Assignment:
Whenever a line of the listing contains the string "OrdersSubcommand", return that line.
BEGIN
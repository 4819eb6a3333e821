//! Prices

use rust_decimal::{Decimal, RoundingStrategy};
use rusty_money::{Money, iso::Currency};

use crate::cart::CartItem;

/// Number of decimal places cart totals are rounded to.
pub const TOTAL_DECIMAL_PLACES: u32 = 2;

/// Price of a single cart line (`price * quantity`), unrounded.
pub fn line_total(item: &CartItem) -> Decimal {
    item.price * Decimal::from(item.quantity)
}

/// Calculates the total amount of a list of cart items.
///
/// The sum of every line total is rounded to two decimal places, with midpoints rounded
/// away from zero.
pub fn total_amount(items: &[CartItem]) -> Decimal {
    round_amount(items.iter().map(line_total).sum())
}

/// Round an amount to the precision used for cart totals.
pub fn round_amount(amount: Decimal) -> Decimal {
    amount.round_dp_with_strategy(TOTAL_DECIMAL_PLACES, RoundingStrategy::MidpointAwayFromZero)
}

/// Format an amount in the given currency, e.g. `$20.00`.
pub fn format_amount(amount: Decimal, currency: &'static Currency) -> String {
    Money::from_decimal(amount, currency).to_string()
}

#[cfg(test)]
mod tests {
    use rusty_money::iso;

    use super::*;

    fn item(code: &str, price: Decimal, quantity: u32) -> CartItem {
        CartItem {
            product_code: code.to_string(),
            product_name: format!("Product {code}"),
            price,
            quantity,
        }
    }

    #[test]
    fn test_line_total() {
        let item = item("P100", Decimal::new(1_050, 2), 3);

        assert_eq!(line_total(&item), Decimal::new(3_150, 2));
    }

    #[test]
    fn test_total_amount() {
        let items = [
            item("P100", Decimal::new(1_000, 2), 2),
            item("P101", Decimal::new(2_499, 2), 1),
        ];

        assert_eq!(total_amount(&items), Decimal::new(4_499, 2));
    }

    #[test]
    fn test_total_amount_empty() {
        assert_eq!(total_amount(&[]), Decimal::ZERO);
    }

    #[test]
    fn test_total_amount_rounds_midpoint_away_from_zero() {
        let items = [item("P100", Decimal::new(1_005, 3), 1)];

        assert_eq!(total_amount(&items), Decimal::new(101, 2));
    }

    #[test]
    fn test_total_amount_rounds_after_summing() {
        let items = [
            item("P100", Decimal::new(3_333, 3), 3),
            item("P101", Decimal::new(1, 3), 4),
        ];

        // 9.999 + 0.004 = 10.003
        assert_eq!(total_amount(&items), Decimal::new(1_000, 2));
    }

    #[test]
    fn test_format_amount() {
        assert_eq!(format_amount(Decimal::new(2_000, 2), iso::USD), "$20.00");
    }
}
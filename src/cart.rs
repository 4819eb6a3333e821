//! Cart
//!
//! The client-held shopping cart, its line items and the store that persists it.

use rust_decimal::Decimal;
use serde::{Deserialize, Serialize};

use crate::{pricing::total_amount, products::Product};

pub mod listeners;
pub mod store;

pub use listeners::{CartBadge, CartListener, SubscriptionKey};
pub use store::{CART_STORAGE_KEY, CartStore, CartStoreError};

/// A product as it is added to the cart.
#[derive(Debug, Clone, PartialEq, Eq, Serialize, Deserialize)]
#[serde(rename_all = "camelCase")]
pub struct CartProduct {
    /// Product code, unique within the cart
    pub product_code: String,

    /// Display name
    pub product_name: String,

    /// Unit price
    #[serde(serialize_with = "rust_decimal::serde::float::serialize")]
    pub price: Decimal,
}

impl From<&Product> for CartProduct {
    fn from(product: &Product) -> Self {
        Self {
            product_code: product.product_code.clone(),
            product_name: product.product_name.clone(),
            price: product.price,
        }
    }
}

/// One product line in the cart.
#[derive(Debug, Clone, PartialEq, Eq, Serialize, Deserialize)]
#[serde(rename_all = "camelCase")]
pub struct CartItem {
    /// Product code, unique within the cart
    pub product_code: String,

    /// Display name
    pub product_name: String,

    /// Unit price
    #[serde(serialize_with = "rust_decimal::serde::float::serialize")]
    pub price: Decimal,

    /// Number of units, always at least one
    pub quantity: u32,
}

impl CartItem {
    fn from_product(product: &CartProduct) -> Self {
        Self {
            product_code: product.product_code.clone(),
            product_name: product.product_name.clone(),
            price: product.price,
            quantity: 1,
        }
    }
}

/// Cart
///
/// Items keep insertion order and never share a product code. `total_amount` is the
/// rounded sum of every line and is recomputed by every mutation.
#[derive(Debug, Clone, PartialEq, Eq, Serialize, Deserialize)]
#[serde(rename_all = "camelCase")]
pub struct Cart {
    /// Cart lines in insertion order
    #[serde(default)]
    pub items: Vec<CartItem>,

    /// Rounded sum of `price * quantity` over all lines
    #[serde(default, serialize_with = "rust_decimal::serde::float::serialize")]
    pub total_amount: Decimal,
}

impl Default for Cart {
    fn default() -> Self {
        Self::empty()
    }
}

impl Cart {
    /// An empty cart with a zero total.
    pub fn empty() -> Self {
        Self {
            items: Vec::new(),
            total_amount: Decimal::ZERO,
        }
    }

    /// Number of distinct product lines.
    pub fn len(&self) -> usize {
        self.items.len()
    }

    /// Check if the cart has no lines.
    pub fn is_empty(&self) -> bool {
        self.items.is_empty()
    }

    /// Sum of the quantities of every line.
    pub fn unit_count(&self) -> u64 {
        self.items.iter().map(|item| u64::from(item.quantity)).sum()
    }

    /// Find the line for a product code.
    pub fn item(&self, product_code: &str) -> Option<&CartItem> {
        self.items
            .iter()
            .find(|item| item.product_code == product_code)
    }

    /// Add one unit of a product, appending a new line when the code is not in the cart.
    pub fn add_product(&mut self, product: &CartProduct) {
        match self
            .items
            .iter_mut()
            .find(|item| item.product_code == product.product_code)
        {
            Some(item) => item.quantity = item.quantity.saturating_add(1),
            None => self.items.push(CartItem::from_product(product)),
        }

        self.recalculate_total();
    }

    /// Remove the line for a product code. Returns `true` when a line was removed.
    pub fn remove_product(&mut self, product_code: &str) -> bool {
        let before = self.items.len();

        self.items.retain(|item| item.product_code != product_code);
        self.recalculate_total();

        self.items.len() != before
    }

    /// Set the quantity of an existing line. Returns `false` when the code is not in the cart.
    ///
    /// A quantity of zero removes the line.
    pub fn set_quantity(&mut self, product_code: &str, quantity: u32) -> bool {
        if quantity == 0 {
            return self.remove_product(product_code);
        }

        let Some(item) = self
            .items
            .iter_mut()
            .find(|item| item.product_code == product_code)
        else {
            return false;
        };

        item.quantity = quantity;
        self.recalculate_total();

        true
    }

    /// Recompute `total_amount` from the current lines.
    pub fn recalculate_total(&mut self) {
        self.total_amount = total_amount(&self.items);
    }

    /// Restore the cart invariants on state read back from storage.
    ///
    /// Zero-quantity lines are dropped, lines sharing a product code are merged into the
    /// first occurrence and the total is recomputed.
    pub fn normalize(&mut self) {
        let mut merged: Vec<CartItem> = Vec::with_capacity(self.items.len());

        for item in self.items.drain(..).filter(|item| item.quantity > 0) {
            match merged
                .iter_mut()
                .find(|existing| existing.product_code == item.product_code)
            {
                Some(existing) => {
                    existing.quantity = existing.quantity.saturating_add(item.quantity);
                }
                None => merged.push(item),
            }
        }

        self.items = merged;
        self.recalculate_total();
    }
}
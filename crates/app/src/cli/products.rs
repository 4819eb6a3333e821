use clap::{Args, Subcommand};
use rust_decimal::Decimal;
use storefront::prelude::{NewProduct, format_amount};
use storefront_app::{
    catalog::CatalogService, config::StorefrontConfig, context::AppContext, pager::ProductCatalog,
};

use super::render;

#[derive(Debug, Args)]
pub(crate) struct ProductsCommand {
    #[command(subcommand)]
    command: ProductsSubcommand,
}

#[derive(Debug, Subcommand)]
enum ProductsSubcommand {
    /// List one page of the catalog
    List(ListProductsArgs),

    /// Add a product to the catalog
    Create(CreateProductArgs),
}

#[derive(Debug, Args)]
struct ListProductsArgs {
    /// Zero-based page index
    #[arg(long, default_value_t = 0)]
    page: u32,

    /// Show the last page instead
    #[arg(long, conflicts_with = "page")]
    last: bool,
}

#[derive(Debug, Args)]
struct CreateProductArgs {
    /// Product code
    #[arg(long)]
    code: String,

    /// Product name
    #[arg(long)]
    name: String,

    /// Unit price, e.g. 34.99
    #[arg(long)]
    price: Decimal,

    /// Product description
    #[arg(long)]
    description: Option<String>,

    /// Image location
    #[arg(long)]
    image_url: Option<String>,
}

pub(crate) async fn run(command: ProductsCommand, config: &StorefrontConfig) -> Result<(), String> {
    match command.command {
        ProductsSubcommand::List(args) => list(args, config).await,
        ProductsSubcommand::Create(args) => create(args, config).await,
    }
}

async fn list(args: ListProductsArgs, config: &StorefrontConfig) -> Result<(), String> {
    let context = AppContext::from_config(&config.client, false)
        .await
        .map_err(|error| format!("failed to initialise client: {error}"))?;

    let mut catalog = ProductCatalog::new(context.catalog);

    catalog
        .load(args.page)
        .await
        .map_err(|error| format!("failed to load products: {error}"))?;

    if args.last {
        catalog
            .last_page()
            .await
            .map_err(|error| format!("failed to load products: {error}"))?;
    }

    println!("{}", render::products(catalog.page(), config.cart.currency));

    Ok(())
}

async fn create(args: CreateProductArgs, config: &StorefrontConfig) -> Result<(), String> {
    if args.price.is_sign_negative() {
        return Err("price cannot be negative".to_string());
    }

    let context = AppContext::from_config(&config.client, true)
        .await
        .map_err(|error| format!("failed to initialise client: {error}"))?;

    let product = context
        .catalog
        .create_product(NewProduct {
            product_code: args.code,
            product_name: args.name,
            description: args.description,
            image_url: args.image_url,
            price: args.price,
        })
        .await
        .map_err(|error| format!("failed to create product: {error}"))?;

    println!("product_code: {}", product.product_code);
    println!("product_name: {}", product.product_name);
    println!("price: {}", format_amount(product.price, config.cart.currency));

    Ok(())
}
END
BEGIN
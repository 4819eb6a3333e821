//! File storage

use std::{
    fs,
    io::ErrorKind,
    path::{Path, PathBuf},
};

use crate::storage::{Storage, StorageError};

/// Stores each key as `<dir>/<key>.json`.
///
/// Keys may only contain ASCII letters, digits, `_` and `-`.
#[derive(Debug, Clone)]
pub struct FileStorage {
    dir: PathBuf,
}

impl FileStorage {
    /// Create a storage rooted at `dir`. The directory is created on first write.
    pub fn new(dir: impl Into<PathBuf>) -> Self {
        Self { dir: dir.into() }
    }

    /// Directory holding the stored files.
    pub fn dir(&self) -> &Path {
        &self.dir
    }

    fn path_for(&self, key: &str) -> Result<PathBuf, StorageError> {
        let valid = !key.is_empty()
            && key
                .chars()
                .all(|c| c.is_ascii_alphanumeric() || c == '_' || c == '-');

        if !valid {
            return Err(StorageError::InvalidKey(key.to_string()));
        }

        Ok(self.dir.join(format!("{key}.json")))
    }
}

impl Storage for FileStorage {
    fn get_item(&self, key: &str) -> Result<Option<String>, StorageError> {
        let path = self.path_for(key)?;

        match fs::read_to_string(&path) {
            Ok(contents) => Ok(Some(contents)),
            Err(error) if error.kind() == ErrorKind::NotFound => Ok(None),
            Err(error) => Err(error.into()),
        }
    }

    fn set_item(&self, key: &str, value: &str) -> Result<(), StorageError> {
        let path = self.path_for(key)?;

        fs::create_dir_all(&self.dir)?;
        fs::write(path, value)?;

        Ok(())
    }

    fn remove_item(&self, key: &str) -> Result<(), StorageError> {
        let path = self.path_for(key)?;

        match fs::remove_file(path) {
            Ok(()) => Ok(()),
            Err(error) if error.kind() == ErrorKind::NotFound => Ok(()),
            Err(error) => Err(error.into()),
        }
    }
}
END
BEGIN
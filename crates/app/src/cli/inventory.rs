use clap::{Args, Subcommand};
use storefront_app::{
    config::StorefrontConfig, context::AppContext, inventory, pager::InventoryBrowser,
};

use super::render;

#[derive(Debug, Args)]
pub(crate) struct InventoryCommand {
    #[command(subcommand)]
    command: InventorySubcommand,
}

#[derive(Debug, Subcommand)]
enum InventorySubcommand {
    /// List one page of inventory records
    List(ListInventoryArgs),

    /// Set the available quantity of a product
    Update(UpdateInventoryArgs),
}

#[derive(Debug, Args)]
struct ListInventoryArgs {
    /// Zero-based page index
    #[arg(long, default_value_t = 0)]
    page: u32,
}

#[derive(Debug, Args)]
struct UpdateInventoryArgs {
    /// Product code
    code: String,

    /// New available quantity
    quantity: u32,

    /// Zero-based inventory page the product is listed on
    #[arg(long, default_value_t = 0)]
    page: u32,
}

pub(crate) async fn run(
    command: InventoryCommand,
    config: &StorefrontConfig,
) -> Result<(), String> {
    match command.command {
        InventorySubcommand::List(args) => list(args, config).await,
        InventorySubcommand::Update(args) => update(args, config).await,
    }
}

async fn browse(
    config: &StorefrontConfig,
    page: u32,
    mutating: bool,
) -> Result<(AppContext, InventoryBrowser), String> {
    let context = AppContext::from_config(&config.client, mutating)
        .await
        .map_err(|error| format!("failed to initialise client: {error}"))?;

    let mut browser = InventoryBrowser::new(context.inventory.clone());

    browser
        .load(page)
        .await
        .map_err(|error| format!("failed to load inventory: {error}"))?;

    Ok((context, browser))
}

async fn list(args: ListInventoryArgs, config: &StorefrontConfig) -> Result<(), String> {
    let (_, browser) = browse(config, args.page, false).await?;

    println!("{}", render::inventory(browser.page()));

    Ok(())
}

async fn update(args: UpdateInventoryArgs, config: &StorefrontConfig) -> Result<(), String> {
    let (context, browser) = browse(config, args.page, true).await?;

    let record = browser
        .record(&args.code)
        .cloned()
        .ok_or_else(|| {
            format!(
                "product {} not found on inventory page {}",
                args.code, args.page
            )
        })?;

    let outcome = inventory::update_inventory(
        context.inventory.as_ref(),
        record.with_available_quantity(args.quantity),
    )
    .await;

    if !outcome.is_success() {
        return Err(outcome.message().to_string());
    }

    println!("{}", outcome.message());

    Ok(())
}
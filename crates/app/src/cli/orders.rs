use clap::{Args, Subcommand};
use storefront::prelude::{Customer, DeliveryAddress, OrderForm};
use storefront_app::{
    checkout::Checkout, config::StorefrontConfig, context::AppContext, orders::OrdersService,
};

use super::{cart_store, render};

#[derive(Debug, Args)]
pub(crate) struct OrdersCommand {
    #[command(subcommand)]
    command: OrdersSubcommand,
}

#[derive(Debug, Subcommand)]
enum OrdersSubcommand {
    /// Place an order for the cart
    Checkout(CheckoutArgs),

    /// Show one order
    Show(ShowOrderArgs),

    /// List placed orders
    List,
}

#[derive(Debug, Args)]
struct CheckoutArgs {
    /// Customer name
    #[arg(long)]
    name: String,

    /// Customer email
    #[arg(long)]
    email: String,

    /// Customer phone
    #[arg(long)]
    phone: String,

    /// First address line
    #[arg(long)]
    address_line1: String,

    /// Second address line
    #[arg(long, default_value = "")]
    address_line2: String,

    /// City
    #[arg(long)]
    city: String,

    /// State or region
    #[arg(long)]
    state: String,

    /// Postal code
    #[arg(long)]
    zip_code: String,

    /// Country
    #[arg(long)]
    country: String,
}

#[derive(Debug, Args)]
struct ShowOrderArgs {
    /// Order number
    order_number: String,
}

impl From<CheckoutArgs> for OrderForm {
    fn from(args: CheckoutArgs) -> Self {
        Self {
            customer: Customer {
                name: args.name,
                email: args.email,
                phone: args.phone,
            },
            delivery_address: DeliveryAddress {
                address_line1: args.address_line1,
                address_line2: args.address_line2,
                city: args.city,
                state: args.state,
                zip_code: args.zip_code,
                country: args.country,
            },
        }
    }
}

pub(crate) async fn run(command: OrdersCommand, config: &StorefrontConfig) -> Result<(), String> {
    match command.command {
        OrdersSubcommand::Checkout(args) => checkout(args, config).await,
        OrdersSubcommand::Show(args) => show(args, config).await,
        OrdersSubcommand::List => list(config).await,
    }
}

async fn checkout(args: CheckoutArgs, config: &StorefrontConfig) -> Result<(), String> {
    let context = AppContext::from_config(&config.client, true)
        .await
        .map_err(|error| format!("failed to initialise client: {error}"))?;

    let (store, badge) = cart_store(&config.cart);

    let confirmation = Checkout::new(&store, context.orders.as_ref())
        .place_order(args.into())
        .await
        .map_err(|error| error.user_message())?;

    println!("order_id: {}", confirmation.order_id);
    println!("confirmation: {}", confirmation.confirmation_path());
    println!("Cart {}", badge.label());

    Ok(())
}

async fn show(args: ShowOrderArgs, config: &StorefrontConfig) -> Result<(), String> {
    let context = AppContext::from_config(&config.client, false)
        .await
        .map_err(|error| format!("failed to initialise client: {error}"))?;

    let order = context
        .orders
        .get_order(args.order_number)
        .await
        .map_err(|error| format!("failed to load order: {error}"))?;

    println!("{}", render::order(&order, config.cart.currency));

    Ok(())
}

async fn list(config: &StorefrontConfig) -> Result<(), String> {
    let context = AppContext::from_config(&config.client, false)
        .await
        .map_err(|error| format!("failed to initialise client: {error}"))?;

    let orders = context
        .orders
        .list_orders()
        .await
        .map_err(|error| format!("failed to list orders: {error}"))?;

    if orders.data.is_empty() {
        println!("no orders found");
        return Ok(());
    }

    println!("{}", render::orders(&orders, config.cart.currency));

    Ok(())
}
END
Output of the exercise:
    command: OrdersSubcommand,
enum OrdersSubcommand {
        OrdersSubcommand::Checkout(args) => checkout(args, config).await,
        OrdersSubcommand::Show(args) => show(args, config).await,
        OrdersSubcommand::List => list(config).await,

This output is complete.